Validating the specificity of phospho-specific antibody signals requires multiple controls:
-
Dephosphorylation control: Treat a portion of your sample with lambda phosphatase to remove phosphate groups and confirm signal loss
-
Blocking peptide competition: Pre-incubate the antibody with the phosphorylated immunogen peptide to block specific binding
-
Non-phosphorylated control: Compare signals between phosphorylated and non-phosphorylated forms using total Cyclin H antibody
-
Knockout/knockdown validation: Use CCNH knockout or knockdown samples as negative controls
-
Phosphorylation induction: Use treatments known to induce Thr315 phosphorylation as positive controls
A combination of these approaches provides robust validation of antibody specificity, particularly important when working with novel experimental systems or when unexpected results are observed .
What are the optimal protocols for detecting low-abundance Phospho-CCNH (Thr315) in various sample types?

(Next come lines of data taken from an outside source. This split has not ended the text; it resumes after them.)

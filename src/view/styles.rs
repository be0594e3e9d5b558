//! Grid styling configuration.

use ratatui::style::{Color, Modifier, Style};

// ===== ColorConfig =====

/// Configuration for color output.
///
/// Determines whether colors should be enabled or disabled based on:
/// - `--no-color` CLI flag
/// - `NO_COLOR` environment variable
#[derive(Debug, Clone, Copy, PartialEq, Eq)]
pub struct ColorConfig {
    enabled: bool,
}

impl ColorConfig {
    /// Create a ColorConfig from CLI args and environment.
    ///
    /// Priority (first match wins):
    /// 1. `--no-color` flag (disables colors)
    /// 2. `NO_COLOR` env var (any value disables colors)
    /// 3. Default: colors enabled
    pub fn from_env_and_args(no_color_flag: bool) -> Self {
        let enabled = !no_color_flag && std::env::var("NO_COLOR").is_err();
        Self { enabled }
    }

    /// Check if colors are enabled.
    pub fn colors_enabled(self) -> bool {
        self.enabled
    }
}

// ===== GridStyles =====

/// Styles for every part of the grid.
///
/// With colors disabled, emphasis falls back to modifiers (bold, reversed) so
/// the cursor and header stay distinguishable.
#[derive(Debug, Clone, Copy, PartialEq, Eq)]
pub struct GridStyles {
    /// Header row.
    pub header: Style,
    /// Header cell of the sorted column.
    pub sorted_header: Style,
    /// Header cell being dragged.
    pub dragged_header: Style,
    /// Header cell under a drag.
    pub drop_target: Style,
    /// Header cell with keyboard focus.
    pub focused_header: Style,
    /// Row under the cursor.
    pub cursor_row: Style,
    /// Selected row.
    pub selected_row: Style,
    /// Cell in edit mode.
    pub editing_cell: Style,
    /// Text cursor inside an input.
    pub text_cursor: Style,
    /// Loading placeholder bars.
    pub skeleton: Style,
    /// Error text.
    pub error: Style,
    /// Secondary text (hints, empty states).
    pub muted: Style,
}

impl GridStyles {
    /// Styles honoring `config`.
    pub fn with_color_config(config: ColorConfig) -> Self {
        let bold = Style::default().add_modifier(Modifier::BOLD);
        let reversed = Style::default().add_modifier(Modifier::REVERSED);
        if config.colors_enabled() {
            Self {
                header: bold.fg(Color::Cyan),
                sorted_header: bold.fg(Color::Yellow),
                dragged_header: bold.fg(Color::Black).bg(Color::Magenta),
                drop_target: bold.fg(Color::Black).bg(Color::Cyan),
                focused_header: bold.fg(Color::Cyan).add_modifier(Modifier::UNDERLINED),
                cursor_row: Style::default().bg(Color::DarkGray),
                selected_row: Style::default().fg(Color::Green),
                editing_cell: Style::default().fg(Color::Black).bg(Color::Yellow),
                text_cursor: bold.fg(Color::Black).bg(Color::White),
                skeleton: Style::default().fg(Color::DarkGray),
                error: Style::default().fg(Color::Red),
                muted: Style::default().fg(Color::Gray),
            }
        } else {
            Self {
                header: bold,
                sorted_header: bold.add_modifier(Modifier::UNDERLINED),
                dragged_header: reversed,
                drop_target: reversed.add_modifier(Modifier::BOLD),
                focused_header: bold.add_modifier(Modifier::UNDERLINED),
                cursor_row: reversed,
                selected_row: bold,
                editing_cell: Style::default().add_modifier(Modifier::UNDERLINED),
                text_cursor: reversed,
                skeleton: Style::default(),
                error: bold,
                muted: Style::default(),
            }
        }
    }
}

impl Default for GridStyles {
    fn default() -> Self {
        Self::with_color_config(ColorConfig::from_env_and_args(false))
    }
}

#[cfg(test)]
mod tests {
    use super::*;
    use serial_test::serial;

    #[test]
    #[serial(no_color)]
    fn color_config_respects_no_color_flag() {
        assert!(!ColorConfig::from_env_and_args(true).colors_enabled());
    }

    #[test]
    #[serial(no_color)]
    fn color_config_respects_no_color_env_var() {
        std::env::set_var("NO_COLOR", "1");
        let config = ColorConfig::from_env_and_args(false);
        std::env::remove_var("NO_COLOR");
        assert!(!config.colors_enabled());
    }

    #[test]
    #[serial(no_color)]
    fn color_config_enables_colors_by_default() {
        std::env::remove_var("NO_COLOR");
        assert!(ColorConfig::from_env_and_args(false).colors_enabled());
    }

    #[test]
    fn disabled_colors_use_no_foreground() {
        let styles = GridStyles::with_color_config(ColorConfig { enabled: false });
        assert_eq!(styles.header.fg, None);
        assert_eq!(styles.error.fg, None);
        assert!(styles.cursor_row.add_modifier.contains(Modifier::REVERSED));
    }

    #[test]
    fn cursor_and_selection_are_distinct() {
        let styles = GridStyles::with_color_config(ColorConfig { enabled: true });
        assert_ne!(styles.cursor_row, styles.selected_row);
        assert_ne!(styles.dragged_header, styles.drop_target);
    }
}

For detecting low-abundance phosphorylated Cyclin H:
For Western Blotting:
-
Enrich phosphoproteins using phosphoprotein enrichment kits prior to SDS-PAGE
-
Use high-sensitivity detection systems (ECL Prime or Femto)
-
Increase protein loading (50-100 μg total protein)
-
Optimize transfer conditions for proteins in the 38 kDa range
-
Consider using PVDF membranes which may provide better retention of phosphoproteins
-
Use 5% BSA instead of milk for blocking and antibody diluent
For Immunoprecipitation followed by Western Blotting:
-
Immunoprecipitate with total Cyclin H antibody first, then probe with phospho-specific antibody
-
Use at least 500 μg of total protein lysate for immunoprecipitation
-
Include phosphatase inhibitors throughout the procedure
For Cell-Based ELISA:
-
Use a minimum of 5000 cells per well for reliable detection
-
Compare phospho-signal to total protein signal for normalization
How can I multiplex Phospho-CCNH (Thr315) detection with other phospho-proteins?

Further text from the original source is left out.